Thursday, November 14, 2024

Stress Balls Won't Fix This: Why 'Managing Reactions' Misses the Point

 Let’s talk about mental health advice and how it often sidesteps the real issue. Society has become obsessed with telling people to “manage” their reactions, while pretty much ignoring what actually set them off in the first place. Imagine if, instead of handing out stress balls and suggesting yoga, we paused to ask, “Hey, what led to this?” Here are a few stories that show just how funny—and frustrating—this can get.

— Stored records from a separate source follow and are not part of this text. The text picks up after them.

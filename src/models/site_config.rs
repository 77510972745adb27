use chrono::{DateTime, Utc};
use serde::{Deserialize, Serialize};
use uuid::Uuid;

use super::ImageOwner;

pub const DEFAULT_SITE_TITLE: &str = "My Gaming Site";

/// Browser title and favicon; only one row may be active at a time
#[derive(Debug, Clone, Serialize, Deserialize, PartialEq)]
#[serde(rename_all = "camelCase")]
pub struct SiteConfig {
    pub id: Uuid,
    pub site_title: String,
    pub favicon_url: Option<String>,
    pub is_active: bool,
    pub created_at: DateTime<Utc>,
    pub updated_at: DateTime<Utc>,
}

/// Public view of the active site config, with defaults when none is active
#[derive(Debug, Clone, Serialize, Deserialize, PartialEq)]
#[serde(rename_all = "camelCase")]
pub struct SiteConfigView {
    pub id: Option<Uuid>,
    pub site_title: String,
    pub favicon_url: Option<String>,
}

impl Default for SiteConfigView {
    fn default() -> Self {
        Self {
            id: None,
            site_title: DEFAULT_SITE_TITLE.to_string(),
            favicon_url: None,
        }
    }
}

impl From<SiteConfig> for SiteConfigView {
    fn from(config: SiteConfig) -> Self {
        Self {
            id: Some(config.id),
            site_title: config.site_title,
            favicon_url: config.favicon_url,
        }
    }
}

#[derive(Debug, Clone)]
pub struct SiteConfigCreateRequest {
    pub site_title: String,
    pub favicon_url: Option<String>,
    pub is_active: bool,
}

#[derive(Debug, Clone, Default)]
pub struct SiteConfigUpdateRequest {
    pub site_title: Option<String>,
    pub favicon_url: Option<String>,
}

impl ImageOwner for SiteConfig {
    fn image_paths(&self) -> Vec<&str> {
        self.favicon_url.as_deref().into_iter().collect()
    }
}
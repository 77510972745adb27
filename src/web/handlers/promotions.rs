//! Promotion handlers

use axum::{extract::State, response::Response};

use super::{fetch, missing, remove_with_images};
use crate::errors::{AppError, AppResult};
use crate::models::{PromotionCreateRequest, PromotionUpdateRequest};
use crate::repositories::Repository;
use crate::uploads::{UploadBatch, UploadForm};
use crate::web::{
    extractors::ValidatedUuid,
    responses::{created, ok},
    AppState,
};

const RESOURCE: &str = "Promotion";

pub async fn list_promotions(State(state): State<AppState>) -> AppResult<Response> {
    Ok(ok(state.promotions.find_all(()).await?))
}

pub async fn get_promotion(
    State(state): State<AppState>,
    ValidatedUuid(id): ValidatedUuid,
) -> AppResult<Response> {
    Ok(ok(fetch(&state.promotions, RESOURCE, id).await?))
}

pub async fn create_promotion(
    State(state): State<AppState>,
    form: UploadForm,
) -> AppResult<Response> {
    let title_bn = form.required_text("titleBn")?;
    let title_en = form.required_text("titleEn")?;
    let desc_bn = form.required_text("descBn")?;
    let desc_en = form.required_text("descEn")?;
    let image = form.required_file("image")?;

    let mut uploads = UploadBatch::new(&state.storage);
    let result = async {
        let image_url = uploads.store(image).await?;
        let promotion = state
            .promotions
            .create(PromotionCreateRequest {
                title_bn,
                title_en,
                desc_bn,
                desc_en,
                image_url,
            })
            .await?;
        Ok::<_, AppError>(promotion)
    }
    .await;

    Ok(created(uploads.finish(result).await?))
}

pub async fn update_promotion(
    State(state): State<AppState>,
    ValidatedUuid(id): ValidatedUuid,
    form: UploadForm,
) -> AppResult<Response> {
    let current = fetch(&state.promotions, RESOURCE, id).await?;
    let mut request = PromotionUpdateRequest {
        title_bn: form.text_owned("titleBn"),
        title_en: form.text_owned("titleEn"),
        desc_bn: form.text_owned("descBn"),
        desc_en: form.text_owned("descEn"),
        image_url: None,
    };

    let mut uploads = UploadBatch::new(&state.storage);
    let result = async {
        request.image_url = uploads.store_optional(form.file("image")).await?;
        if request.image_url.is_some() {
            uploads.retire(current.image_url);
        }
        let promotion = state
            .promotions
            .update(id, request)
            .await
            .map_err(missing(RESOURCE, id))?;
        Ok::<_, AppError>(promotion)
    }
    .await;

    Ok(ok(uploads.finish(result).await?))
}

pub async fn delete_promotion(
    State(state): State<AppState>,
    ValidatedUuid(id): ValidatedUuid,
) -> AppResult<Response> {
    remove_with_images(&state.promotions, &state.storage, RESOURCE, id).await
}
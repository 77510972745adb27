use async_trait::async_trait;
use chrono::Utc;
use sqlx::{sqlite::SqliteRow, Pool, Row, Sqlite};
use uuid::Uuid;

use super::traits::{Repository, ToggleRepository};
use super::{now_string, row_datetime, row_uuid};
use crate::errors::{RepositoryError, RepositoryResult};
use crate::models::{
    CollectionQuery, FloatingSocial, FloatingSocialCreateRequest, FloatingSocialUpdateRequest,
};
use crate::utils;

const COLUMNS: &str = "id, name, image_url, link_url, is_active, sort_order, created_at, updated_at";

#[derive(Clone)]
pub struct FloatingSocialRepository {
    pool: Pool<Sqlite>,
}

impl FloatingSocialRepository {
    pub fn new(pool: Pool<Sqlite>) -> Self {
        Self { pool }
    }

    fn map_row(row: &SqliteRow) -> RepositoryResult<FloatingSocial> {
        Ok(FloatingSocial {
            id: row_uuid(row, "id")?,
            name: row.try_get("name")?,
            image_url: row.try_get("image_url")?,
            link_url: row.try_get("link_url")?,
            is_active: row.try_get("is_active")?,
            order: row.try_get("sort_order")?,
            created_at: row_datetime(row, "created_at")?,
            updated_at: row_datetime(row, "updated_at")?,
        })
    }

    async fn require(&self, id: Uuid) -> RepositoryResult<FloatingSocial> {
        self.find_by_id(id).await?.ok_or_else(|| {
            RepositoryError::record_not_found("floating_socials", "id", id.to_string())
        })
    }
}

#[async_trait]
impl Repository<FloatingSocial, Uuid> for FloatingSocialRepository {
    type CreateRequest = FloatingSocialCreateRequest;
    type UpdateRequest = FloatingSocialUpdateRequest;
    type Query = CollectionQuery;

    async fn find_by_id(&self, id: Uuid) -> RepositoryResult<Option<FloatingSocial>> {
        let row = sqlx::query(&format!("SELECT {} FROM floating_socials WHERE id = ?", COLUMNS))
            .bind(id.to_string())
            .fetch_optional(&self.pool)
            .await?;
        row.as_ref().map(Self::map_row).transpose()
    }

    async fn find_all(&self, query: CollectionQuery) -> RepositoryResult<Vec<FloatingSocial>> {
        let filter = if query.active_only { "WHERE is_active = 1" } else { "" };
        let rows = sqlx::query(&format!(
            "SELECT {} FROM floating_socials {} ORDER BY sort_order ASC, created_at DESC, rowid DESC",
            COLUMNS, filter
        ))
        .fetch_all(&self.pool)
        .await?;
        rows.iter().map(Self::map_row).collect()
    }

    async fn create(
        &self,
        request: FloatingSocialCreateRequest,
    ) -> RepositoryResult<FloatingSocial> {
        let now = now_string();
        let id = Uuid::new_v4();

        sqlx::query(
            "INSERT INTO floating_socials (id, name, image_url, link_url, is_active, sort_order, created_at, updated_at)
             VALUES (?, ?, ?, ?, ?, ?, ?, ?)",
        )
        .bind(id.to_string())
        .bind(&request.name)
        .bind(&request.image_url)
        .bind(&request.link_url)
        .bind(request.is_active)
        .bind(request.order)
        .bind(&now)
        .bind(&now)
        .execute(&self.pool)
        .await
        .map_err(RepositoryError::from_write)?;

        self.require(id).await
    }

    async fn update(
        &self,
        id: Uuid,
        request: FloatingSocialUpdateRequest,
    ) -> RepositoryResult<FloatingSocial> {
        let mut social = self.require(id).await?;

        if let Some(name) = request.name {
            social.name = name;
        }
        if let Some(image_url) = request.image_url {
            social.image_url = image_url;
        }
        if let Some(link_url) = request.link_url {
            social.link_url = link_url;
        }
        if let Some(is_active) = request.is_active {
            social.is_active = is_active;
        }
        if let Some(order) = request.order {
            social.order = order;
        }
        social.updated_at = Utc::now();

        sqlx::query(
            "UPDATE floating_socials SET name = ?, image_url = ?, link_url = ?, is_active = ?, sort_order = ?, updated_at = ?
             WHERE id = ?",
        )
        .bind(&social.name)
        .bind(&social.image_url)
        .bind(&social.link_url)
        .bind(social.is_active)
        .bind(social.order)
        .bind(utils::format_datetime(&social.updated_at))
        .bind(id.to_string())
        .execute(&self.pool)
        .await
        .map_err(RepositoryError::from_write)?;

        Ok(social)
    }

    async fn delete(&self, id: Uuid) -> RepositoryResult<FloatingSocial> {
        let social = self.require(id).await?;
        sqlx::query("DELETE FROM floating_socials WHERE id = ?")
            .bind(id.to_string())
            .execute(&self.pool)
            .await?;
        Ok(social)
    }

    async fn count(&self, query: CollectionQuery) -> RepositoryResult<u64> {
        let sql = if query.active_only {
            "SELECT COUNT(*) FROM floating_socials WHERE is_active = 1"
        } else {
            "SELECT COUNT(*) FROM floating_socials"
        };
        let count: i64 = sqlx::query_scalar(sql).fetch_one(&self.pool).await?;
        Ok(count as u64)
    }
}

#[async_trait]
impl ToggleRepository<FloatingSocial, Uuid> for FloatingSocialRepository {
    async fn set_active(&self, id: Uuid, value: Option<bool>) -> RepositoryResult<FloatingSocial> {
        let current = self.require(id).await?;
        self.update(
            id,
            FloatingSocialUpdateRequest {
                is_active: Some(value.unwrap_or(!current.is_active)),
                ..Default::default()
            },
        )
        .await
    }
}

#[cfg(test)]
mod tests {
    use super::*;
    use crate::repositories::test_pool;

    fn request(name: &str, order: i64) -> FloatingSocialCreateRequest {
        FloatingSocialCreateRequest {
            name: name.to_string(),
            image_url: format!("/uploads/{}.png", name),
            link_url: format!("https://example.com/{}", name),
            is_active: true,
            order,
        }
    }

    #[tokio::test]
    async fn test_sorted_by_order_then_recency() {
        let repo = FloatingSocialRepository::new(test_pool().await);
        repo.create(request("telegram", 2)).await.unwrap();
        repo.create(request("whatsapp", 1)).await.unwrap();
        repo.create(request("messenger", 1)).await.unwrap();

        let names: Vec<String> = repo
            .find_all(CollectionQuery::all())
            .await
            .unwrap()
            .into_iter()
            .map(|s| s.name)
            .collect();
        assert_eq!(names, vec!["messenger", "whatsapp", "telegram"]);
    }

    #[tokio::test]
    async fn test_update_order_moves_item() {
        let repo = FloatingSocialRepository::new(test_pool().await);
        let telegram = repo.create(request("telegram", 5)).await.unwrap();
        repo.create(request("whatsapp", 1)).await.unwrap();

        repo.update(
            telegram.id,
            FloatingSocialUpdateRequest {
                order: Some(0),
                ..Default::default()
            },
        )
        .await
        .unwrap();

        let first = &repo.find_all(CollectionQuery::active()).await.unwrap()[0];
        assert_eq!(first.name, "telegram");
        assert_eq!(first.order, 0);
    }
}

Take my husband. He’s typically the calm, easygoing one in the family, but he has his limits. Recently, a family member decided to press all his buttons—commenting on every decision he’s made, offering “advice” that sounds more like judgment, and poking at sensitive topics until he was ready to snap. When he finally spoke up, firmly and maybe with a little edge, what do you think happened? Was the family member told to maybe respect boundaries? Oh, no. Instead, he’s the one who gets pulled aside with a heartfelt suggestion that he look into anger management, as if he’s about to go Hulk every time someone says, “Hi.” The actual issue—the family member’s relentless button-pushing—is left completely untouched, while my poor husband is advised to “work on” his response. It’s like blaming the kettle for whistling when you added the water and cranked up the heat.

Think about the classic college pressure-cooker situation. Picture a student, pushing through endless study sessions, living off caffeine, and juggling family expectations to “make something of themselves” while also somehow getting enough sleep to stay healthy. The pressure’s coming from all sides, until finally, an anxiety attack hits them during finals week. The family, of course, is supportive in the way only a family can be—they suggest meditations, breathing exercises, maybe even a little “you-time.” Not once does anyone consider that they’re the ones putting this kid on a treadmill at top speed. Nope! They’d rather hand over a stress ball and remind them to “find balance.” Because clearly, a nice deep breath will fix a 24/7 grind fueled by their own impossible expectations.

Take a look at social anxiety—the ultimate “it’s not you, it’s them” situation. Picture someone at a big family gathering, just trying to survive without being grilled about every detail of their life. Aunt Edna wants to know why they’re single, Uncle Joey is critiquing their career, and Grandma casually mentions that they “used to look healthier.” Next thing they know, their heart’s racing and they’re eyeing the door. Later, they’re told they need to “work on” their social anxiety. Social anxiety? They wouldn’t feel anxious if “social” didn’t involve live rounds of 20 Questions: Your Life Edition. Maybe instead of a pep talk about “toughing it out,” Aunt Edna could tough out her curiosity, and Uncle Joey could take a holiday from judgment.

Sometimes, emotions like anger, anxiety, and stress are our brains saying, “Hey, something’s wrong here!” If we actually listened to that, maybe we’d stop telling people to just manage their reactions and start addressing the real issues. Until then, it’s just us, our stress balls, and the unreasonable expectation that our responses are the problem.